Commissioner for information, Chief John Kalu, said altering the current law in order to give the federal government more control over land in every part of the country would not be in national interest.

“We are certainly opposed to that,” he said, adding that the state was already working on appropriate response to the issue when the time comes.

In Enugu State, the Chairman of House Committee on Information, at the state House of Assembly, Jeff Mba, said that amending the Act to guarantee the federal government right to ownership of lands would take the country backwards.

Mba told THISDAY that the country should rather be talking about how to ensure the entrenchment of the tenets of true federalism that will give the people a sense of belonging.

In Ebonyi State, the state government may also oppose the proposed amendment.

The House Committee Chairman on Information, Hon. Chinedu Onah, who spoke to THISDAY said that the assembly would only support any amendment that would enhance the growth and fortunes of the state.

Meanwhile, a source at the Government House, who spoke on condition of anonymity, said the state government would not support the amendment.

He argued that absolute control of land by the state governors was part of the proposed restructuring being canvassed by some Nigerians so that state government will have powers to explore mineral deposits without the interference of the federal government.

In Delta State, a source at the Government House, who spoke off the record told THISDAY that ”Delta cannot support such a move to amend the Land Use Act.”

The leadership of Bayelsa State House of Assembly was not readily available for comments, but a member of the House of Assembly Committee on Information, Hon. Tare Porri, told THISDAY that the move was dead on arrival.

He noted that there was a groundswell of opinion that the federal government already had too much powers, stressing that it would be resisted by all well-meaning Nigerians.

“If governors are not in charge of land in their states, then who should? Even as it is, the land Use Act is already anti-people. It is a decree they are using to rule this country. Now, they are even going further to completely take away our rights,” he said.  

In Cross River State, the Chairman of the House Committee on Agriculture, Hon. Charles Ekpe, said the lawmakers would not shy away from its constitutional role of making laws when the need arises.

Ekpe said whenever they are called upon to vote on the making of any law by the National Assembly they would consider it based on the peculiar experience and the interest of the people.

However, the Nasarawa State House of Assembly has said that its decision on the matter would be determined by the collective decision of the 24 members of the state assembly.

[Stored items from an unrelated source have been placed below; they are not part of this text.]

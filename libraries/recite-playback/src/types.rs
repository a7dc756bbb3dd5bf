//! Core types for playback control

use recite_core::{ItemKey, PlaybackItem, DEFAULT_AUDIO_BASE_URL};
use serde::{Deserialize, Serialize};

use crate::error::{PlaybackError, Result};

/// Observable playback state
///
/// Owned by the controller and handed out read-only. It is the single source
/// of truth for what is audible right now. `is_playing` and `is_loading` are
/// never both true, and `current_item` is `None` exactly when both are false.
#[derive(Debug, Clone, Default, PartialEq, Eq, Serialize, Deserialize)]
pub struct PlaybackState {
    /// A clip is audible
    pub is_playing: bool,

    /// A clip has been requested but is not audible yet
    pub is_loading: bool,

    /// Key of the clip being loaded or played
    pub current_item: Option<ItemKey>,
}

impl PlaybackState {
    /// Nothing loaded
    pub fn idle() -> Self {
        Self::default()
    }

    /// Clip requested, waiting for data
    pub fn loading(key: ItemKey) -> Self {
        Self {
            is_playing: false,
            is_loading: true,
            current_item: Some(key),
        }
    }

    /// Clip audible
    pub fn playing(key: ItemKey) -> Self {
        Self {
            is_playing: true,
            is_loading: false,
            current_item: Some(key),
        }
    }

    /// Collapse the flags into a single phase
    pub fn phase(&self) -> PlaybackPhase {
        match (self.is_loading, self.is_playing) {
            (true, _) => PlaybackPhase::Loading,
            (false, true) => PlaybackPhase::Playing,
            (false, false) => PlaybackPhase::Idle,
        }
    }

    /// Whether nothing is loading or playing
    pub fn is_idle(&self) -> bool {
        self.phase() == PlaybackPhase::Idle
    }

    /// Whether `key` is the clip currently held
    pub fn is_current(&self, key: &ItemKey) -> bool {
        self.current_item.as_ref() == Some(key)
    }

    /// What a display unit showing `item` should render
    pub fn affordance_for(&self, item: &PlaybackItem) -> ItemAffordance {
        if !self.is_current(&item.key()) {
            return ItemAffordance::Idle;
        }
        match self.phase() {
            PlaybackPhase::Loading => ItemAffordance::Loading,
            PlaybackPhase::Playing => ItemAffordance::Playing,
            PlaybackPhase::Idle => ItemAffordance::Idle,
        }
    }
}

/// Controller phase
#[derive(Debug, Clone, Copy, PartialEq, Eq, Serialize, Deserialize)]
pub enum PlaybackPhase {
    /// Nothing loaded
    Idle,

    /// Waiting for the clip to become ready
    Loading,

    /// Clip audible
    Playing,
}

/// Per-item affordance for display units
#[derive(Debug, Clone, Copy, PartialEq, Eq, Serialize, Deserialize)]
pub enum ItemAffordance {
    /// Show the play control
    Idle,

    /// Show a spinner
    Loading,

    /// Show the pause control
    Playing,
}

/// Options for a play request
#[derive(Debug, Clone, Copy, Default, PartialEq, Eq, Serialize, Deserialize)]
pub struct PlayOptions {
    /// Continue with the following items of the same group when a clip ends
    pub autoplay: bool,

    /// Number of items in the group; required when `autoplay` is set
    pub queue_length: Option<u32>,
}

impl PlayOptions {
    /// Play a single item
    pub fn single() -> Self {
        Self::default()
    }

    /// Play an item and continue through the rest of its group
    pub fn autoplay(queue_length: u32) -> Self {
        Self {
            autoplay: true,
            queue_length: Some(queue_length),
        }
    }

    /// Queue length to use, checked against the autoplay flag
    pub(crate) fn checked_queue_length(&self) -> Result<Option<u32>> {
        if !self.autoplay {
            return Ok(None);
        }
        match self.queue_length {
            Some(length) if length > 0 => Ok(Some(length)),
            _ => Err(PlaybackError::MissingQueueLength),
        }
    }
}

/// What to do when the item currently loading is requested again
#[derive(Debug, Clone, Copy, Default, PartialEq, Eq, Serialize, Deserialize)]
#[serde(rename_all = "snake_case")]
pub enum ToggleWhileLoading {
    /// Cancel the in-flight load and return to idle
    #[default]
    Cancel,

    /// Keep loading; the repeated request is a no-op
    Ignore,

    /// Drop the in-flight load and request the same clip again
    Restart,
}

/// Configuration for the playback controller
#[derive(Debug, Clone, PartialEq, Eq, Serialize, Deserialize)]
#[serde(default)]
pub struct PlaybackConfig {
    /// Base URL clips are resolved under
    pub audio_base_url: String,

    /// Same-item request while loading (default: Cancel)
    pub toggle_while_loading: ToggleWhileLoading,
}

impl Default for PlaybackConfig {
    fn default() -> Self {
        Self {
            audio_base_url: DEFAULT_AUDIO_BASE_URL.to_string(),
            toggle_while_loading: ToggleWhileLoading::Cancel,
        }
    }
}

Speaker of the assembly, Alhaji Balarabe Abdullahi, made the position of the assembly known to THISDAY in a telephone conversation in Lafia, the state capital.

 The speaker, who spoke through his Chief Press Secretary, Jibrin Gonna, explained that the issue of transferring the powers over lands from the state to federal government or maintaining the status quo would follow due process as was the case with the Local Government autonomy. 

 In Plateau State, the House of Assembly Speaker, Hon.  Abok Ayuba, said he was not aware of moves by the Senate to get state Houses of Assembly to amend the Land Use Act.

“I need to be properly informed because I am not aware of such move.”

In Rivers State, the State Attorney General and Commissioner of Justice, Dr. Zaccheaus Adangor, said it would be wrong to comment on the matter until he reads the draft bill.

“I am not only the state attorney general. I am also a doctor of law. I cannot comment on the amendment of the Land Use Act until I see and read the draft bill,” he said.

Also, the Chairman of Anambra State House of Assembly Committee on Lands, Hon Ifeanyi Chiekwu, told THISDAY that the committee had not deliberated the matter.